• [Activity]:
Could you copy each line of the listing that holds "domain"?

________

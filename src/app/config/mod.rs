// SPDX-License-Identifier: MPL-2.0
//! User preferences stored in a `settings.toml` file.
//!
//! # Configuration Sections
//!
//! - `[general]` - Language
//! - `[slideshow]` - Autoplay enablement, interval and transition effect
//! - `[gallery]` - Zoom behavior on navigation
//!
//! # Path Resolution
//!
//! 1. Use `load_from_path()`/`save_to_path()` with explicit path
//! 2. `--config-dir` on the command line
//! 3. Set `ICED_REEL_CONFIG_DIR` environment variable
//! 4. Falls back to platform-specific config directory
//!
//! # Examples
//!
//! ```no_run
//! use iced_reel::app::config::{self, Config};
//!
//! let (mut config, _warning) = config::load_with_override(None);
//! config.slideshow.autoplay = Some(false);
//! config::save_with_override(&config, None).expect("Failed to save config");
//! ```

pub mod defaults;

pub use defaults::*;

use crate::app::paths;
use crate::domain::showcase::TransitionEffect;
use crate::domain::ui::AutoplaySpeed;
use crate::error::{Error, Result};
use crate::showcase::Preferences;
use serde::{Deserialize, Serialize};
use std::fs;
use std::path::{Path, PathBuf};

const CONFIG_FILE: &str = "settings.toml";

// =============================================================================
// Section Structs
// =============================================================================

/// General application settings.
#[derive(Debug, Clone, Serialize, Deserialize, PartialEq, Default)]
pub struct GeneralConfig {
    /// UI language code (e.g., "en-US", "fr").
    #[serde(default, skip_serializing_if = "Option::is_none")]
    pub language: Option<String>,
}

/// Slideshow settings, written back whenever they change in the settings panel.
#[derive(Debug, Clone, Serialize, Deserialize, PartialEq)]
pub struct SlideshowConfig {
    #[serde(default = "default_autoplay", skip_serializing_if = "Option::is_none")]
    pub autoplay: Option<bool>,

    /// Autoplay interval in milliseconds. Clamped on load.
    #[serde(
        default = "default_autoplay_speed_ms",
        skip_serializing_if = "Option::is_none"
    )]
    pub autoplay_speed_ms: Option<u64>,

    #[serde(default, skip_serializing_if = "Option::is_none")]
    pub transition: Option<TransitionEffect>,
}

impl Default for SlideshowConfig {
    fn default() -> Self {
        Self {
            autoplay: Some(DEFAULT_AUTOPLAY),
            autoplay_speed_ms: Some(DEFAULT_AUTOPLAY_SPEED_MS),
            transition: Some(TransitionEffect::default()),
        }
    }
}

/// Gallery settings.
#[derive(Debug, Clone, Serialize, Deserialize, PartialEq)]
pub struct GalleryConfig {
    #[serde(
        default = "default_reset_zoom_on_navigation",
        skip_serializing_if = "Option::is_none"
    )]
    pub reset_zoom_on_navigation: Option<bool>,
}

impl Default for GalleryConfig {
    fn default() -> Self {
        Self {
            reset_zoom_on_navigation: Some(DEFAULT_RESET_ZOOM_ON_NAVIGATION),
        }
    }
}

// =============================================================================
// Main Config Struct
// =============================================================================

/// Application configuration with logical sections.
#[derive(Debug, Clone, Serialize, Deserialize, PartialEq, Default)]
pub struct Config {
    #[serde(default)]
    pub general: GeneralConfig,

    #[serde(default)]
    pub slideshow: SlideshowConfig,

    #[serde(default)]
    pub gallery: GalleryConfig,
}

impl Config {
    /// Slideshow preferences, with missing values replaced by defaults and the
    /// interval clamped into its supported range.
    #[must_use]
    pub fn preferences(&self) -> Preferences {
        Preferences {
            autoplay: self.slideshow.autoplay.unwrap_or(DEFAULT_AUTOPLAY),
            speed: AutoplaySpeed::new(
                self.slideshow
                    .autoplay_speed_ms
                    .unwrap_or(DEFAULT_AUTOPLAY_SPEED_MS),
            ),
            transition: self.slideshow.transition.unwrap_or_default(),
        }
    }

    /// Writes slideshow preferences back into the `[slideshow]` section.
    pub fn set_preferences(&mut self, preferences: Preferences) {
        self.slideshow.autoplay = Some(preferences.autoplay);
        self.slideshow.autoplay_speed_ms = Some(preferences.speed.millis());
        self.slideshow.transition = Some(preferences.transition);
    }

    #[must_use]
    pub fn reset_zoom_on_navigation(&self) -> bool {
        self.gallery
            .reset_zoom_on_navigation
            .unwrap_or(DEFAULT_RESET_ZOOM_ON_NAVIGATION)
    }
}

// =============================================================================
// Serde Default Helpers
// =============================================================================

fn default_autoplay() -> Option<bool> {
    Some(DEFAULT_AUTOPLAY)
}

fn default_autoplay_speed_ms() -> Option<u64> {
    Some(DEFAULT_AUTOPLAY_SPEED_MS)
}

fn default_reset_zoom_on_navigation() -> Option<bool> {
    Some(DEFAULT_RESET_ZOOM_ON_NAVIGATION)
}

// =============================================================================
// Config Path Resolution
// =============================================================================

fn get_config_path_with_override(base_dir: Option<PathBuf>) -> Option<PathBuf> {
    paths::get_app_config_dir_with_override(base_dir).map(|mut path| {
        path.push(CONFIG_FILE);
        path
    })
}

// =============================================================================
// Load Functions
// =============================================================================

/// Loads the configuration from a custom directory, or the default one when
/// `base_dir` is `None`.
///
/// Returns a tuple of (config, optional_warning). If loading fails, returns
/// default config with the i18n key of a warning explaining what went wrong.
pub fn load_with_override(base_dir: Option<PathBuf>) -> (Config, Option<String>) {
    if let Some(path) = get_config_path_with_override(base_dir) {
        if path.exists() {
            match load_from_path(&path) {
                Ok(config) => return (config, None),
                Err(err) => {
                    log::warn!("Ignoring unreadable config {}: {}", path.display(), err);
                    return (
                        Config::default(),
                        Some("notification-config-load-error".to_string()),
                    );
                }
            }
        }
    }
    (Config::default(), None)
}

/// Loads configuration from a specific path.
pub fn load_from_path(path: &Path) -> Result<Config> {
    let content = fs::read_to_string(path)?;
    let config: Config = toml::from_str(&content)?;
    Ok(config)
}

// =============================================================================
// Save Functions
// =============================================================================

/// Saves the configuration to a custom directory, or the default one when
/// `base_dir` is `None`.
pub fn save_with_override(config: &Config, base_dir: Option<PathBuf>) -> Result<()> {
    if let Some(path) = get_config_path_with_override(base_dir) {
        return save_to_path(config, &path);
    }
    Ok(())
}

/// Saves configuration to a specific path.
pub fn save_to_path(config: &Config, path: &Path) -> Result<()> {
    if let Some(parent) = path.parent() {
        fs::create_dir_all(parent)?;
    }
    let content = toml::to_string_pretty(config).map_err(Error::from)?;
    fs::write(path, content)?;
    Ok(())
}

// =============================================================================
// Tests
// =============================================================================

________

• [Completed task]:
use crate::domain::showcase::TransitionEffect;
use crate::domain::ui::AutoplaySpeed;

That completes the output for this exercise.